7 For the appellant, Ms Thirumanby relied on the grounds of appeal, but before she went further and expanded on those grounds of appeal, Mr Nath said that it would be helpful if he briefly set out the respondent's position.

8 Mr Nath conceded that the determination promulgated on 4 June 2015 contained an error of law because a crucial part of the appellant's evidence at first instance was his witness statement dated 23 March 2015. That witness statement was adopted by the appellant in his oral evidence to the First Tier, but the Judge makes no reference at all to the detail contained within that witness statement in the decision promulgated on 4 June 2015.

Analysis

9 In MK (duty to give reasons) Pakistan [2013] UKUT 641 (IAC) , it was held that (i) It was axiomatic that a determination disclosed clearly the reasons for a tribunal's decision. (ii) If a tribunal found oral evidence to be implausible, incredible or unreliable or a document to be worth no weight whatsoever, it was necessary to say so in the determination and for such findings to be supported by reasons. A bare statement that a witness was not believed or that a document was afforded no weight was unlikely to satisfy the requirement to give reasons.

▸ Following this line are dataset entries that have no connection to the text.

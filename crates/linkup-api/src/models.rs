// LibreLinkUp response types
//
// Every endpoint wraps its payload in `{ status, data, ticket? }`; status 0
// means success. Descriptors carry far more fields than the sync needs, so
// only the identifying ones are modelled and the rest lands in `extra` to be
// flattened verbatim.

use serde::{Deserialize, Serialize};

// ── Response Envelope ────────────────────────────────────────────────

/// Standard LibreLinkUp response envelope.
///
/// ```json
/// { "status": 0, "data": { ... } }
/// ```
#[derive(Debug, Deserialize)]
pub struct Envelope<T> {
    pub status: i64,
    pub data: Option<T>,
    pub error: Option<ApiMessage>,
}

/// Error detail some failures carry next to a non-zero status.
#[derive(Debug, Clone, Deserialize)]
pub struct ApiMessage {
    #[serde(default)]
    pub message: Option<String>,
}

// ── Login ────────────────────────────────────────────────────────────

/// `data` of a login response.
#[derive(Debug, Clone, Deserialize)]
#[serde(rename_all = "camelCase")]
pub struct LoginData {
    #[serde(default)]
    pub auth_ticket: Option<AuthTicket>,
    #[serde(default)]
    pub user: Option<LoginUser>,
    /// Set when the account lives on another regional host.
    #[serde(default)]
    pub redirect: bool,
    #[serde(default)]
    pub region: Option<String>,
}

/// Opaque bearer token plus its issuance metadata.
#[derive(Debug, Clone, PartialEq, Eq, Serialize, Deserialize)]
pub struct AuthTicket {
    pub token: String,
    /// Expiry as unix seconds.
    #[serde(default)]
    pub expires: i64,
    /// Lifetime in milliseconds.
    #[serde(default)]
    pub duration: i64,
}

#[derive(Debug, Clone, Deserialize)]
pub struct LoginUser {
    pub id: String,
}

/// A successful login: the ticket and the user it was issued for.
#[derive(Debug, Clone, PartialEq, Eq)]
pub struct LoginGrant {
    pub ticket: AuthTicket,
    pub user_id: Option<String>,
}

// ── Connections ──────────────────────────────────────────────────────

/// A linked patient as returned by `llu/connections`.
#[derive(Debug, Clone, PartialEq, Serialize, Deserialize)]
#[serde(rename_all = "camelCase")]
pub struct Connection {
    pub patient_id: String,
    #[serde(default)]
    pub first_name: String,
    #[serde(default)]
    pub last_name: String,
    /// Provider metadata (target ranges, sensor, last measurement, ...).
    #[serde(flatten)]
    pub extra: serde_json::Map<String, serde_json::Value>,
}

impl Connection {
    /// `"First Last"`, as shown for the device object.
    pub fn display_name(&self) -> String {
        format!("{} {}", self.first_name, self.last_name)
    }
}
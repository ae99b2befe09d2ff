// ── Core error types ──
//
// User-facing errors from linkup-core. Consumers never see HTTP status
// codes or JSON parse failures directly; the `From<linkup_api::Error>`
// impl translates transport-layer errors into domain variants.
//
// Background operations (login, device list, data poll) log and swallow
// their failures. These errors only surface through the one-shot paths
// the CLI uses.

use thiserror::Error;

#[derive(Debug, Error)]
pub enum CoreError {
    // ── Authentication ───────────────────────────────────────────────
    #[error("Authentication failed: {message}")]
    AuthenticationFailed { message: String },

    #[error("Account belongs to region '{region}'")]
    WrongRegion { region: String },

    #[error("Client version rejected by the API (required header missing)")]
    ClientVersionRejected,

    #[error("Session expired -- re-authentication required")]
    Unauthorized,

    #[error("Not logged in")]
    NotAuthenticated,

    // ── Data ─────────────────────────────────────────────────────────
    #[error("No linked patients found")]
    NoDevices,

    #[error("Device not found: {patient_id}")]
    DeviceNotFound { patient_id: String },

    // ── Transport ────────────────────────────────────────────────────
    #[error("Cannot reach LibreLinkUp: {reason}")]
    ConnectionFailed { reason: String },

    #[error("API error: {message}")]
    Api {
        message: String,
        /// HTTP status code (if applicable).
        status: Option<u16>,
    },

    // ── Configuration ────────────────────────────────────────────────
    #[error("Configuration error: {message}")]
    Config { message: String },
}

impl From<linkup_api::Error> for CoreError {
    fn from(err: linkup_api::Error) -> Self {
        use linkup_api::Error as ApiError;

        match err {
            ApiError::Authentication { message } => CoreError::AuthenticationFailed { message },
            ApiError::LoginRejected {
                status,
                message,
                ..
            } => CoreError::AuthenticationFailed {
                message: match message {
                    Some(reason) => format!("login rejected with status {status} ({reason})"),
                    None => format!("login rejected with status {status}"),
                },
            },
            ApiError::RegionRedirect { region } => CoreError::WrongRegion { region },
            ApiError::RequiredHeaderMissing { .. } => CoreError::ClientVersionRejected,
            ApiError::Unauthorized { .. } => CoreError::Unauthorized,
            ApiError::Http { status, body } => CoreError::Api {
                message: body,
                status: Some(status),
            },
            ApiError::Transport(ref e) => {
                if e.is_timeout() || e.is_connect() {
                    CoreError::ConnectionFailed {
                        reason: e.to_string(),
                    }
                } else {
                    CoreError::Api {
                        message: e.to_string(),
                        status: e.status().map(u16::from),
                    }
                }
            }
            ApiError::InvalidUrl(e) => CoreError::Config {
                message: format!("Invalid URL: {e}"),
            },
            ApiError::InvalidHeader { name } => CoreError::Config {
                message: format!("value for header {name} is not valid"),
            },
            ApiError::Deserialization { message, body: _ } => CoreError::Api {
                message: format!("unexpected response: {message}"),
                status: None,
            },
        }
    }
}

10 The judge's determination promulgated on 4 June 2015 turns almost entirely on the question of credibility. The principal discussion of the evidence of the appellant is contained in [14] of the determination. [12] to [16] bears to be an " analysis of the evidence..." but nowhere in the determination is any reference made to the appellant's witness statement or the contents of that witness statement. The Judge does not demonstrate that account was taken of the evidence presented to the First Tier Tribunal, nor does the Judge adequately set out what evidence he accepts and what evidence he rejects, nor the reasons for either accepting or rejecting the evidence.

Finding of Material Error

11 The failure of the First Tier Tribunal to properly set out and weigh the evidence before it constitutes a material error of law. The Judge has manifestly made inadequate findings of fact. This error is material, since, had the Judge set out a detailed analysis of the evidence and taken account of the contents of the appellant's witness statement the outcome could have been different. That, in my view, is the correct test to apply.

12 I therefore find that material errors of law have been established and the judge's determination cannot stand and must be set aside in its entirety.

Remittal to the First tier Tribunal

13. Under Part 3 paragraph 7.2(b) of the Upper Tribunal Practice Statement of the 25 th of September 2012 the case may be remitted to the First Tier Tribunal if the Upper Tribunal is satisfied that:

'(a) the effect of the error has been to deprive a party before the First-tier Tribunal of a fair hearing or other opportunity for that party's case to be put to and considered by the First-tier Tribunal; or

(b) the nature or extent of any judicial fact finding which is necessary in order for the decision in the appeal to be re-made is such that, having regard to the overriding objective in rule 2, it is appropriate to remit the case to the First-tier Tribunal .'

14. In this case none of the findings of fact are to stand and the matter will be a complete re hearing.

15. I consequently remit the matter back to the First-tier Tribunal, before any First-tier Tribunal Judge (IAC) other than First Tier Tribunal Judge Abebrese.

Decision

16. The making of the decision of the First-tier tribunal is tainted by a material error of law.

17. I set aside the decision.

18. I remit the case to the First-tier Tribunal for determination of new.